World J Transplant. Jun 18, 2026; 16(2): 115879
Published online Jun 18, 2026. doi: 10.5500/wjt.v16.i2.115879
Multifaceted role of histopathology in liver transplantation for hepatocellular carcinoma: A narrative review towards precision prognosis
Marcelo Fabián Amante, María Fernanda Vargas Wille, María L Pestalardo
Marcelo Fabián Amante, María L Pestalardo, Department of División Patología, Hospital General de Agudos Cosme Argerich, Buenos Aires C1155AHA, Ciudad Autónoma de, Argentina
María Fernanda Vargas Wille, Department of Pathology, Hospital Enrique Baltodano Briceño, Liberia 50101, Guanacaste, Costa Rica
Author contributions: Amante MF and Pestalardo ML conceptualized and designed the study, created the artwork, supervised the study, and made critical revisions; Vargas Wille MF conducted the literature review, performed the analyses and interpretation of the data, and drafted the original manuscript. All authors prepared the draft manuscript and approved the submitted version.
Conflict-of-interest statement: All the authors report no relevant conflicts of interest for this article.
Corresponding author: Marcelo Fabián Amante, MD, División Patología, Hospital General de Agudos Cosme Argerich, Pi y Margall 480, Buenos Aires C1155AHA, Ciudad Autónoma de, Argentina. marcelofabianamante@gmail.com
Received: October 28, 2025
Revised: November 19, 2025
Accepted: February 3, 2026
Published online: June 18, 2026
Processing time: 213 Days and 20.8 Hours
Abstract

Hepatocellular carcinoma is a leading cause of cancer mortality globally. Liver transplantation is considered the best curative treatment for selected patients, as it removes the tumor and restores hepatic function. However, organ scarcity requires precise prognostic stratification. Histopathology is the essential bridge between morphology and biology, offering unique insights into tumor aggressiveness that imaging cannot capture. Öztürk et al recently published a study in the World Journal of Transplantation, analyzing a large United States transplant cohort analysis, which reveals clear differences in the risk profiles of macrovascular invasion and microvascular invasion. A central prognostic factor is macrovascular invasion. Macrovascular invasion indicates a poor prognosis, whereas microvascular invasion, detectable only histologically, defines an intermediate risk, highlighting the need for meticulous and standardized pathological examination. Prognostic accuracy is further refined by factors such as histological grading and specific subtypes (e.g., macrotrabecular-massive). Histopathological data guide clinical decision-making throughout the transplant process, from candidate selection to individualized surveillance. The incorporation of microvascular invasion or poor differentiation into predictive models improves patient management. In the future, digital pathology and artificial intelligence will automate the detection of prognostic markers, while molecular profiling will deepen our understanding of tumors at the morpho-molecular level. Within this integrated framework, histopathology has evolved into a dynamic science that is essential for the implementation of precision medicine for liver transplantation in cases of hepatocellular carcinoma. The liver explant has become a valuable repository of biological information that informs risk, guides therapy, and expands the field of transplant oncology.

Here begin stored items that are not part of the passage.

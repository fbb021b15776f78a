use order_projection::app_system::{run_sample, sample_order, setup_tracing, ProjectionSystem};
use order_projection::config::MapperConfig;
use tracing::{error, info, warn};

fn main() -> Result<(), String> {
    setup_tracing();

    info!("Starting order projection sample");

    // An invalid rule set stops here, before anything is mapped
    let system = ProjectionSystem::new(MapperConfig::default()).map_err(|e| e.to_string())?;

    let order = sample_order();
    let report = run_sample(&system, &order);

    match &report.summary {
        Ok(summary) => {
            let json = serde_json::to_string_pretty(summary).map_err(|e| e.to_string())?;
            println!("{json}");
        }
        Err(e) => error!(error = %e, "Order summary failed"),
    }

    // Mapping failures are reported, not fatal, for this sample
    for diagnostic in report.diagnostics() {
        warn!(%diagnostic, "Mapping failed");
    }

    info!("Sample completed");
    Ok(())
}
use crate::domain::{Order, OrderItem};
use crate::error::MappingError;
use crate::mapping_framework::{MappingContext, MemberRule, Projection};
use crate::order_item_projection::OrderItemSummary;

use super::{status_label, OrderSummary};

/// `Order -> OrderSummary`.
///
/// The delivery method is required: its short name, its price and the order
/// total all read through it. `parent` is resolved by name against this same
/// type map and follows the engine's cycle policy.
pub struct OrderSummaryRule;

impl Projection for OrderSummaryRule {
    type Source = Order;
    type Destination = OrderSummary;

    fn members(&self) -> Vec<MemberRule> {
        vec![
            MemberRule::map_from("id", "id"),
            MemberRule::map_from("buyer_email", "buyer_email"),
            MemberRule::map_from("created_at", "created_at"),
            MemberRule::map_from("ship_to_address", "ship_to_address"),
            MemberRule::map_from("delivery_method", "delivery_method.short_name"),
            MemberRule::each::<OrderItem, OrderItemSummary>("order_items", "order_items"),
            MemberRule::map_from("subtotal", "subtotal"),
            MemberRule::map_from("shipping_price", "delivery_method.price"),
            MemberRule::computed("total", "total()"),
            MemberRule::map_from("invoice", "invoice"),
            MemberRule::computed("status", "status_label(order_state)"),
            MemberRule::nested::<Order, OrderSummary>("parent", "parent"),
        ]
    }

    fn project(&self, order: &Order, ctx: &mut MappingContext<'_>) -> Result<OrderSummary, MappingError> {
        let delivery = order
            .delivery_method
            .as_ref()
            .ok_or_else(|| MappingError::null_reference("delivery_method.short_name"))?;
        let total = order
            .total()
            .ok_or_else(|| MappingError::null_reference("delivery_method.price"))?;

        Ok(OrderSummary {
            id: order.id,
            buyer_email: order.buyer_email.clone(),
            created_at: order.created_at,
            ship_to_address: order.ship_to_address.clone(),
            delivery_method: delivery.short_name.clone(),
            order_items: ctx.map_each(&order.order_items)?,
            subtotal: order.subtotal,
            shipping_price: delivery.price,
            total,
            invoice: order.invoice.clone(),
            status: status_label(order.order_state).to_string(),
            parent: ctx.map_link(order.parent.as_ref())?.map(Box::new),
        })
    }
}
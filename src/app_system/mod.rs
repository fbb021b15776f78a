//! System wiring: tracing, the validated rule set, and the sample run.

pub mod projection_system;
pub mod sample;
pub mod telemetry;

pub use projection_system::*;
pub use sample::*;
pub use telemetry::*;
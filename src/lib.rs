//! # Order Projection
//!
//! Projects an order graph into flat summaries through a small typed mapping engine.
//!
//! ## Ingredients
//!
//! - **Domain types** - Source entities with no mapping concerns → [`domain::Order`], [`domain::OrderItem`]
//! - **Summaries** - Serializable destination types → [`order_projection::OrderSummary`], [`order_item_projection::OrderItemSummary`]
//! - **Projections** - One explicit rule per type pair → [`order_projection::OrderSummaryRule`]
//! - **Engine** - Registration, validation and cycle-aware mapping → [`mapping_framework::Mapper`]
//! - **System** - Validated rules plus the sample run → [`app_system::ProjectionSystem`]
//!
//! ## Example Usage
//!
//! ```rust,no_run
//! use order_projection::app_system::{sample_order, ProjectionSystem};
//! use order_projection::config::MapperConfig;
//!
//! let system = ProjectionSystem::new(MapperConfig::default())?;
//! let summary = system.summarize(&sample_order())?;
//! assert_eq!(summary.total, summary.subtotal + summary.shipping_price);
//! # Ok::<(), Box<dyn std::error::Error>>(())
//! ```

pub mod app_system;
pub mod config;
pub mod domain;
pub mod error;
pub mod mapping_framework;
pub mod order_item_projection;
pub mod order_projection;

#[cfg(test)]
mod fixtures;
#[cfg(test)]
mod integration_tests;
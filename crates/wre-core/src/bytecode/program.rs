//! Program
//!
//! Handler blocks addressed by label plus the data segment that seeds memory.

use crate::capability::CapabilitySet;
use crate::error::{WreError, WreResult};
use crate::vm::value::Word;
use super::instruction::{Callee, Label, Op, Transfer};

/// One labelled handler: straight-line ops and exactly one transfer
#[derive(Debug, Clone, PartialEq, Eq)]
pub struct Block {
    pub ops: Vec<Op>,
    pub transfer: Transfer,
}

impl Block {
    pub fn new(ops: Vec<Op>, transfer: Transfer) -> Self {
        Block { ops, transfer }
    }
}

/// Memory cell written before execution starts
#[derive(Debug, Clone, Copy, PartialEq, Eq)]
pub struct DataCell {
    pub address: Word,
    pub value: Word,
}

#[derive(Debug, Clone, PartialEq, Eq)]
pub struct Program {
    entry: Label,
    data: Vec<DataCell>,
    blocks: Vec<Block>,
}

impl Program {
    /// Build a program; every statically named label must exist
    pub fn new(entry: Label, blocks: Vec<Block>) -> WreResult<Self> {
        let program = Program { entry, data: Vec::new(), blocks };
        program.validate()?;
        Ok(program)
    }

    pub fn with_data(mut self, data: impl IntoIterator<Item = DataCell>) -> Self {
        self.data.extend(data);
        self
    }

    /// Seed a VM string (cells plus terminator) at `address`
    pub fn with_string(self, address: Word, bytes: &[u8]) -> Self {
        let cells = bytes
            .iter()
            .map(|&b| b as Word)
            .chain(std::iter::once(0))
            .enumerate()
            .map(|(i, value)| DataCell { address: address + i as Word, value });
        self.with_data(cells)
    }

    pub fn entry(&self) -> Label {
        self.entry
    }

    pub fn data(&self) -> &[DataCell] {
        &self.data
    }

    pub fn blocks(&self) -> &[Block] {
        &self.blocks
    }

    pub fn block(&self, label: Label) -> WreResult<&Block> {
        self.blocks
            .get(label.0 as usize)
            .ok_or(WreError::UnknownLabel(label.0))
    }

    /// Interpret a word as a block address
    pub fn resolve(&self, word: Word) -> WreResult<Label> {
        if word < 0 || word as usize >= self.blocks.len() {
            return Err(WreError::InvalidLabel(word as i64));
        }
        Ok(Label(word as u32))
    }

    /// Capabilities needed by every intrinsic the program calls
    pub fn required_capabilities(&self) -> CapabilitySet {
        let mut set = CapabilitySet::none();
        for block in &self.blocks {
            if let Transfer::Call { callee: Callee::Intrinsic(intrinsic), .. } = block.transfer {
                for capability in intrinsic.required_capabilities() {
                    set.grant(*capability);
                }
            }
        }
        set
    }

    fn validate(&self) -> WreResult<()> {
        self.block(self.entry)?;
        for block in &self.blocks {
            for op in &block.ops {
                if let Op::LoadLabel { label, .. } = op {
                    self.block(*label)?;
                }
            }
            for target in block.transfer.static_targets() {
                self.block(target)?;
            }
        }
        Ok(())
    }
}
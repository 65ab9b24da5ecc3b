mod common;

use proptest::prelude::*;

use wre_core::bytecode::BinOp;
use wre_core::vm::CallPhase;
use wre_core::{Block, Callee, Label, Op, Program, Reg, StackGrowth, Transfer, WreConfig, WreError};

use common::{idle_program, machine};

/// Chain of `depth` routines starting at L2; each adds one to its argument
/// and passes it down, the deepest returns it, the others hand R[0] back up.
fn chain(depth: u32) -> Program {
    let mut blocks = vec![
        Block::new(
            vec![],
            Transfer::Call { callee: Callee::Routine(Label(2)), arg: Reg(1), resume: Label(1) },
        ),
        Block::new(vec![], Transfer::Halt),
    ];
    for level in 0..depth {
        let entry = Label(2 + 2 * level);
        let after = Label(entry.0 + 1);
        let mut ops = vec![
            Op::LoadFrame { dst: Reg(5), offset: 0 },
            Op::LoadImm { dst: Reg(6), value: 1 },
        ];
        if level + 1 < depth {
            ops.push(Op::Binary { op: BinOp::Add, dst: Reg(5), lhs: Reg(5), rhs: Reg(6) });
            blocks.push(Block::new(
                ops,
                Transfer::Call { callee: Callee::Routine(Label(entry.0 + 2)), arg: Reg(5), resume: after },
            ));
        } else {
            blocks.push(Block::new(ops, Transfer::Return { value: Some(Reg(5)) }));
        }
        blocks.push(Block::new(vec![], Transfer::Return { value: Some(Reg(0)) }));
    }
    Program::new(Label(0), blocks).expect("valid chain")
}

proptest! {
    #[test]
    fn nested_calls_are_stack_neutral(
        depth in 1u32..48,
        argument in any::<i32>(),
        preload in 0usize..8,
        downward in any::<bool>(),
    ) {
        let growth = if downward { StackGrowth::Downward } else { StackGrowth::Upward };
        let mut vm = machine(WreConfig::new().with_stack_growth(growth), chain(depth), "");
        for i in 0..preload {
            vm.store_mut().push(i as i32).unwrap();
        }
        let (sp, fp) = (vm.store().sp(), vm.store().fp());

        let record = vm.call(Callee::Routine(Label(2)), argument).expect("call failed");

        prop_assert_eq!(record.return_value, argument.wrapping_add(depth as i32 - 1));
        prop_assert_eq!(record.phase(), CallPhase::Dispatched);
        prop_assert_eq!(vm.store().register(0).unwrap(), record.return_value);
        prop_assert_eq!((vm.store().sp(), vm.store().fp()), (sp, fp));
        prop_assert_eq!(vm.store().stack_depth(), preload);
    }
}

#[test]
fn program_driven_chain_halts_with_clean_stack() {
    for growth in [StackGrowth::Upward, StackGrowth::Downward] {
        let config = WreConfig::new().with_stack_growth(growth);
        let mut vm = machine(config, chain(10), "");
        let initial = vm.store().sp();
        vm.run().expect("execution failed");
        assert!(vm.is_halted());
        assert_eq!(vm.store().sp(), initial);
        assert_eq!(vm.store().fp(), initial);
        assert_eq!(vm.store().register(0).unwrap(), 9);
    }
}

#[test]
fn deep_recursion_overflows_into_bounds_error() {
    // 100 memory cells hold 33 frames at most
    let config = WreConfig::compact();
    let mut vm = machine(config, chain(40), "");
    assert!(matches!(vm.run(), Err(WreError::Bounds { .. })));
}

#[test]
fn return_without_a_frame_is_fatal() {
    let program = Program::new(Label(0), vec![Block::new(vec![], Transfer::Return { value: None })]).unwrap();
    let mut vm = machine(WreConfig::compact(), program, "");
    assert!(matches!(vm.run(), Err(WreError::Bounds { .. })));
}

#[test]
fn routine_without_result_hands_back_zero() {
    let program = Program::new(
        Label(0),
        vec![
            Block::new(vec![], Transfer::Halt),
            Block::new(vec![], Transfer::Return { value: None }),
        ],
    )
    .unwrap();
    let mut vm = machine(WreConfig::compact(), program, "");
    vm.store_mut().set_register(0, 1234).unwrap();
    let record = vm.call(Callee::Routine(Label(1)), 9).unwrap();
    assert_eq!(record.argument, 9);
    assert_eq!(record.return_value, 0);
    assert_eq!(vm.store().register(0).unwrap(), 0);
}

#[test]
fn routine_leaving_words_behind_is_rejected() {
    let program = Program::new(
        Label(0),
        vec![
            Block::new(vec![], Transfer::Halt),
            Block::new(vec![Op::Push { src: Reg(0) }], Transfer::Return { value: None }),
        ],
    )
    .unwrap();
    let mut vm = machine(WreConfig::compact(), program, "");
    assert!(matches!(
        vm.call(Callee::Routine(Label(1)), 0),
        Err(WreError::UnbalancedFrame { .. })
    ));
}

#[test]
fn halting_inside_a_host_call_is_reported() {
    let mut vm = machine(WreConfig::compact(), idle_program(), "");
    assert!(matches!(vm.call(Callee::Routine(Label(0)), 0), Err(WreError::Halted)));
}

#[test]
fn host_sentinel_in_a_program_run_is_an_invalid_label() {
    let program = Program::new(
        Label(0),
        vec![
            Block::new(
                vec![],
                Transfer::Call { callee: Callee::Routine(Label(2)), arg: Reg(0), resume: Label(1) },
            ),
            Block::new(vec![], Transfer::Halt),
            Block::new(
                vec![
                    Op::LoadImm { dst: Reg(3), value: -1 },
                    Op::StoreFrame { offset: -2, src: Reg(3) },
                ],
                Transfer::Return { value: None },
            ),
        ],
    )
    .unwrap();
    let mut vm = machine(WreConfig::compact(), program, "");
    assert!(matches!(vm.run(), Err(WreError::InvalidLabel(-1))));
    assert!(!vm.is_halted());
}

Keywords: Hepatocellular carcinoma; Liver transplantation; Histopathology; Vascular invasion; Tumor differentiation; Prognostic stratification; Precision medicine

Core Tip: Histopathological assessment remains indispensable for liver transplantation in hepatocellular carcinoma, providing crucial information about tumor biology that imaging alone cannot capture. This editorial emphasizes how vascular invasion, tumor differentiation, and histologic subtyping critically refine prognostic stratification and guide individualized post-transplant management. By integrating standardized sampling with digital pathology and molecular profiling, pathology evolves from a diagnostic discipline into a predictive and decision-shaping science, optimizing organ allocation for hepatocellular carcinoma transplantation and improving long-term outcomes for patients.